GrayBull Golf Course: Full Circle in the Sandhills

By Jack Lowe • nuvomagazine.com • February 5, 2024

The Old and the New

By some estimates, there are over 10,000 golf courses in North America. Compare that with some 550 golf courses in Scotland. One would assume that the sheer difference in volume would ensure that crossing the pond may not be necessary to enjoy a round, but there are other, more intangible factors at play: the history of playing where the game was born, familiarity with the Open Championship venues, and iconic moments that occurred on those storied links. Ask any golfer, and they can likely name small towns in Scotland like St Andrews, Dornoch, or Carnoustie, the place replaced in the golfer’s imagination by a stretch of historic grass on which to test themselves.

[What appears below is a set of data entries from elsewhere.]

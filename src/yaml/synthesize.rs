//! Key path synthesis: make a path exist while leaving everything else alone.
//!
//! Walking the path segment by segment, three cases can occur:
//!
//! 1. The segment is absent: the remaining segments are appended as a nested
//!    chain of new entries, the last one with an empty value.
//! 2. The segment holds a mapping: descend into it.
//! 3. The segment holds a scalar and more segments follow: the scalar is
//!    replaced by a mapping holding the remaining chain.
//!
//! Case 3 applies only to plain, quoted, block and empty values without an
//! anchor. A sequence, flow collection, alias or anchored value in the way is
//! reported as [`Synthesis::Conflict`] and nothing is changed.

use super::model::{Entry, Mapping, Node, Scalar};
use crate::constants::INDENT_STEP;
use crate::placeholder::KeyPath;
use serde::Serialize;

/// What [`ensure_path`] did to the tree.
#[derive(Debug, Clone, Copy, PartialEq, Eq, Serialize)]
#[serde(tag = "outcome", rename_all = "snake_case")]
pub enum Synthesis {
    /// The full path already existed; the tree is unchanged.
    AlreadyPresent,
    /// Segments from index `at` onward were appended as new entries.
    Inserted { at: usize },
    /// The scalar at segment `at` was replaced by a mapping.
    Promoted { at: usize },
    /// Segment `at` holds a value that cannot become a mapping; unchanged.
    Conflict { at: usize },
    /// The document layout cannot be edited; unchanged.
    ReadOnly,
}

impl Synthesis {
    /// Whether the tree was modified.
    #[must_use]
    pub const fn changed(&self) -> bool {
        matches!(self, Self::Inserted { .. } | Self::Promoted { .. })
    }
}

/// Ensure every segment of `path` exists in `root`.
///
/// Calling this twice with the same path changes nothing the second time.
pub fn ensure_path(root: &mut Mapping, path: &KeyPath) -> Synthesis {
    ensure_from(root, path.segments(), 0)
}

fn ensure_from(mapping: &mut Mapping, segments: &[String], depth: usize) -> Synthesis {
    let Some(position) = mapping.position(&segments[depth]) else {
        let indent = mapping.entry_indent();
        mapping.append(Entry::chain(&segments[depth..], indent));
        return Synthesis::Inserted { at: depth };
    };

    if depth + 1 == segments.len() {
        return Synthesis::AlreadyPresent;
    }

    let entry = &mut mapping.entries[position];
    if let Node::Mapping(child) = &mut entry.value {
        return ensure_from(child, segments, depth + 1);
    }

    let promotable = entry
        .value
        .as_scalar()
        .is_some_and(Scalar::is_promotable);
    if !promotable {
        return Synthesis::Conflict { at: depth };
    }

    let child_indent = entry.indent + INDENT_STEP;
    let mut child = Mapping::with_indent(child_indent);
    child
        .entries
        .push(Entry::chain(&segments[depth + 1..], child_indent));
    entry.promote(child);
    Synthesis::Promoted { at: depth }
}

#[cfg(test)]
mod tests {
    use super::*;
    use crate::yaml::YamlDocument;

    fn ensure(text: &str, key: &str) -> (String, Synthesis) {
        let mut doc = YamlDocument::parse("application.yaml", text).unwrap();
        let outcome = doc.ensure_path(&KeyPath::parse(key).unwrap());
        (doc.render(), outcome)
    }

    #[test]
    fn test_insert_into_flow_placeholder_root() {
        let (text, outcome) = ensure("{}\n", "server.port");
        assert_eq!(text, "server:\n  port:\n");
        assert_eq!(outcome, Synthesis::Inserted { at: 0 });
    }

    #[test]
    fn test_promote_scalar_to_mapping() {
        let (text, outcome) = ensure("a:\n  b: 1\n", "a.b.c");
        assert_eq!(text, "a:\n  b:\n    c:\n");
        assert_eq!(outcome, Synthesis::Promoted { at: 1 });
    }

    #[test]
    fn test_existing_path_is_untouched() {
        let original = "x:\n  y: 5 # keep\n";
        let (text, outcome) = ensure(original, "x.y");
        assert_eq!(text, original);
        assert_eq!(outcome, Synthesis::AlreadyPresent);
        assert!(!outcome.changed());
    }

    #[test]
    fn test_siblings_are_preserved() {
        let (text, _) = ensure("a: 1\nb: 2\n", "c.d");
        assert_eq!(text, "a: 1\nb: 2\nc:\n  d:\n");
    }

    #[test]
    fn test_insert_below_existing_mapping_uses_its_indent() {
        let original = "# app config\nserver:\n    port: 8080   # http\n\nspring:\n    name: demo\n";
        let (text, outcome) = ensure(original, "server.ssl.enabled");
        assert_eq!(
            text,
            "# app config\nserver:\n    port: 8080   # http\n    ssl:\n      enabled:\n\nspring:\n    name: demo\n"
        );
        assert_eq!(outcome, Synthesis::Inserted { at: 1 });
    }

    #[test]
    fn test_synthesis_is_idempotent() {
        let mut doc = YamlDocument::parse("application.yml", "a: 1\n").unwrap();
        let path = KeyPath::parse("b.c.d").unwrap();
        assert!(doc.ensure_path(&path).changed());
        let once = doc.render();
        assert_eq!(doc.ensure_path(&path), Synthesis::AlreadyPresent);
        assert_eq!(doc.render(), once);
        assert!(doc.resolve(&path).is_resolved());
    }

    #[test]
    fn test_sequence_in_the_way_is_a_conflict() {
        let original = "list:\n  - a\n  - b\n";
        let (text, outcome) = ensure(original, "list.item");
        assert_eq!(text, original);
        assert_eq!(outcome, Synthesis::Conflict { at: 0 });
    }

    #[test]
    fn test_marker_only_document_keeps_marker_first() {
        let (text, _) = ensure("# created by YAML Buddy\n", "app.name");
        assert_eq!(text, "# created by YAML Buddy\napp:\n  name:\n");
    }

    #[test]
    fn test_trailing_comments_stay_at_end() {
        let (text, _) = ensure("a: 1\n# end\n", "b");
        assert_eq!(text, "a: 1\nb:\n# end\n");
    }

    #[test]
    fn test_anchored_scalar_is_a_conflict() {
        let original = "a: &x 1\nb: *x\n";
        let (text, outcome) = ensure(original, "a.c");
        assert_eq!(text, original);
        assert_eq!(outcome, Synthesis::Conflict { at: 0 });
    }
}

More than anything, though, the intercontinental allure of linksland is embodied in its name: the land itself makes the difference. Many acolytes of the game are seeking golfing authenticity, an alternative to the North American propensity to move tons of dirt to achieve an artificial perfection. John McPhee, writing in The New Yorker, says of this difference that “in Scotland, the natural courses come in three main forms: the linksland courses by the sea, the moorland courses everywhere, and the forested parkland courses of the interior, some involving eskers, drumlins, and lateral moraines, but all the result of various glacial effects. In the United States for almost a century land has been shaped with bulldozers to imitate those forms.”

Logical, then, is the current trend in American golf course design that adheres to the Scottish model, finding land that naturally suits a golf course rather than creating it. Foremost in this new era are golf course architects like Tom Doak, Bill Coore, Ben Crenshaw, and Scottish native David McLay Kidd.